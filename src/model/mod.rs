//! Acoustic model parameters, checkpoint transfer and inference.
//!
//! The crate owns layer parameters and their provenance; computing with them is
//! delegated to a [`Backend`].

mod checkpoint;
mod decode;
mod mapping;
mod network;
mod resolver;

use std::fmt;
use std::sync::Arc;

use ndarray::{Array2, ArrayView2};
use tracing::debug;

use crate::config::OutputSymbol;
use crate::corpus::{Batch, BatchGenerator};
use crate::error::Result;
use crate::training::TrainingRun;

pub use checkpoint::{BEST_ENGLISH_EPOCH, BEST_ENGLISH_RUN, Checkpoint, CheckpointReference, StoredLayer, weights_file_name};
pub use decode::{edit_distance, greedy_ctc_decode};
pub use mapping::{AlphabetMapping, ColumnTransfer};
pub use network::{Architecture, Layer, MEL_FREQUENCY_COUNT, Network};
pub use resolver::{ModelResolver, ResolveOptions, ResolvedNetwork};

/// Forward pass, loss and optimizer loop of the acoustic network.
pub trait Backend: Send + Sync {
    /// Per-frame output scores of shape `(frames, output width)` for one spectrogram.
    fn forward(&self, network: &Network, spectrogram: ArrayView2<'_, f32>) -> anyhow::Result<Array2<f32>>;

    /// Average CTC loss over `batches`.
    fn loss(&self, network: &Network, batches: &[Batch]) -> anyhow::Result<f32>;

    /// Run the epoch loop for `run`, updating only trainable layers.
    ///
    /// Implementations write metric logs into `run.log_directory` and checkpoints
    /// into `run.net_directory`.
    fn train(&self, network: &mut Network, batches: &BatchGenerator, run: &TrainingRun) -> anyhow::Result<()>;
}

/// N-gram language model fused into decoding.
pub trait LanguageModel: Send + Sync {
    fn decode(&self, scores: ArrayView2<'_, f32>, symbols: &[OutputSymbol]) -> anyhow::Result<String>;
}

/// A network bound to the backend that computes with it.
#[derive(Clone)]
pub struct Model {
    network: Network,
    backend: Arc<dyn Backend>,
    language_model: Option<Arc<dyn LanguageModel>>,
}

impl fmt::Debug for Model {
    fn fmt(&self, f: &mut fmt::Formatter<'_>) -> fmt::Result {
        f.debug_struct("Model")
            .field("alphabet", &self.network.alphabet().to_string())
            .field("layers", &self.network.layer_count())
            .field("frozen", &self.network.frozen_layer_count())
            .field("language_model", &self.language_model.is_some())
            .finish()
    }
}

/// One example's label next to the model's transcription.
#[derive(Debug, Clone, PartialEq)]
pub struct ExpectationVsPrediction {
    pub id: String,
    pub expected: Option<String>,
    pub predicted: String,
}

impl ExpectationVsPrediction {
    /// Character edit distance divided by the label length, if the example is labeled.
    pub fn letter_error_rate(&self) -> Option<f32> {
        let expected = self.expected.as_deref()?;
        let length = expected.chars().count().max(1);
        Some(edit_distance(expected, &self.predicted) as f32 / length as f32)
    }
}

impl fmt::Display for ExpectationVsPrediction {
    fn fmt(&self, f: &mut fmt::Formatter<'_>) -> fmt::Result {
        match (&self.expected, self.letter_error_rate()) {
            (Some(expected), Some(rate)) => write!(f, "{}: \"{}\" -> \"{}\" (LER {:.2})", self.id, expected, self.predicted, rate),
            _ => write!(f, "{}: \"{}\"", self.id, self.predicted),
        }
    }
}

impl Model {
    pub fn new(network: Network, backend: Arc<dyn Backend>) -> Self {
        Self { network, backend, language_model: None }
    }

    /// Decode with `language_model` instead of greedy CTC.
    pub fn with_language_model(mut self, language_model: Arc<dyn LanguageModel>) -> Self {
        self.language_model = Some(language_model);
        self
    }

    pub fn network(&self) -> &Network {
        &self.network
    }

    pub fn has_language_model(&self) -> bool {
        self.language_model.is_some()
    }

    /// Transcribe one spectrogram.
    ///
    /// # Errors
    /// Fails if the backend fails or returns scores whose width differs from the
    /// network's output width.
    pub fn predict_single(&self, spectrogram: ArrayView2<'_, f32>) -> Result<String> {
        let scores = self.backend.forward(&self.network, spectrogram)?;
        let symbols = self.network.output_symbols();
        if scores.ncols() != symbols.len() {
            return Err(anyhow::anyhow!("backend returned {} output columns, network has {}", scores.ncols(), symbols.len()).into());
        }

        let text = match &self.language_model {
            Some(language_model) => language_model.decode(scores.view(), &symbols)?,
            None => greedy_ctc_decode(scores.view(), &symbols),
        };
        debug!("Decoded {} frames into {} characters", scores.nrows(), text.chars().count());
        Ok(text)
    }

    /// Transcribe every example of a batch, in order.
    pub fn predict(&self, batch: &Batch) -> Result<Vec<String>> {
        batch.examples.iter().map(|example| self.predict_single(example.spectrogram.view())).collect()
    }

    /// Average loss over `batches`.
    pub fn loss(&self, batches: &[Batch]) -> Result<f32> {
        Ok(self.backend.loss(&self.network, batches)?)
    }

    /// Train the network in place for `run`.
    pub fn train(&mut self, batches: &BatchGenerator, run: &TrainingRun) -> Result<()> {
        self.backend.train(&mut self.network, batches, run)?;
        Ok(())
    }

    /// Labels and predictions for every example of `batch`.
    pub fn expectations_vs_predictions(&self, batch: &Batch) -> Result<Vec<ExpectationVsPrediction>> {
        batch
            .examples
            .iter()
            .map(|example| {
                Ok(ExpectationVsPrediction {
                    id: example.id.clone(),
                    expected: example.label.clone(),
                    predicted: self.predict_single(example.spectrogram.view())?,
                })
            })
            .collect()
    }
}

#[cfg(test)]
pub(crate) mod testing {
    //! Stub collaborators shared by tests across modules.

    use parking_lot::Mutex;

    use super::*;

    /// Backend whose scores pick the output column given by each frame's first value.
    #[derive(Default)]
    pub struct ScriptedBackend {
        pub trained: Mutex<Vec<String>>,
    }

    impl Backend for ScriptedBackend {
        fn forward(&self, network: &Network, spectrogram: ArrayView2<'_, f32>) -> anyhow::Result<Array2<f32>> {
            let width = network.output_width();
            Ok(Array2::from_shape_fn((spectrogram.nrows(), width), |(t, j)| if spectrogram[[t, 0]] as usize == j { 1.0 } else { 0.0 }))
        }

        fn loss(&self, _network: &Network, batches: &[Batch]) -> anyhow::Result<f32> {
            Ok(batches.iter().map(Batch::len).sum::<usize>() as f32)
        }

        fn train(&self, _network: &mut Network, _batches: &BatchGenerator, run: &TrainingRun) -> anyhow::Result<()> {
            self.trained.lock().push(run.identity.to_string());
            Ok(())
        }
    }
}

--------------------------------------------------

## Directions
Go through the records above and return every line that holds the string "predicted".

## Exercise result
    pub predicted: String,
        Some(edit_distance(expected, &self.predicted) as f32 / length as f32)
            (Some(expected), Some(rate)) => write!(f, "{}: \"{}\" -> \"{}\" (LER {:.2})", self.id, expected, self.predicted, rate),
            _ => write!(f, "{}: \"{}\"", self.id, self.predicted),
                    predicted: self.predict_single(example.spectrogram.view())?,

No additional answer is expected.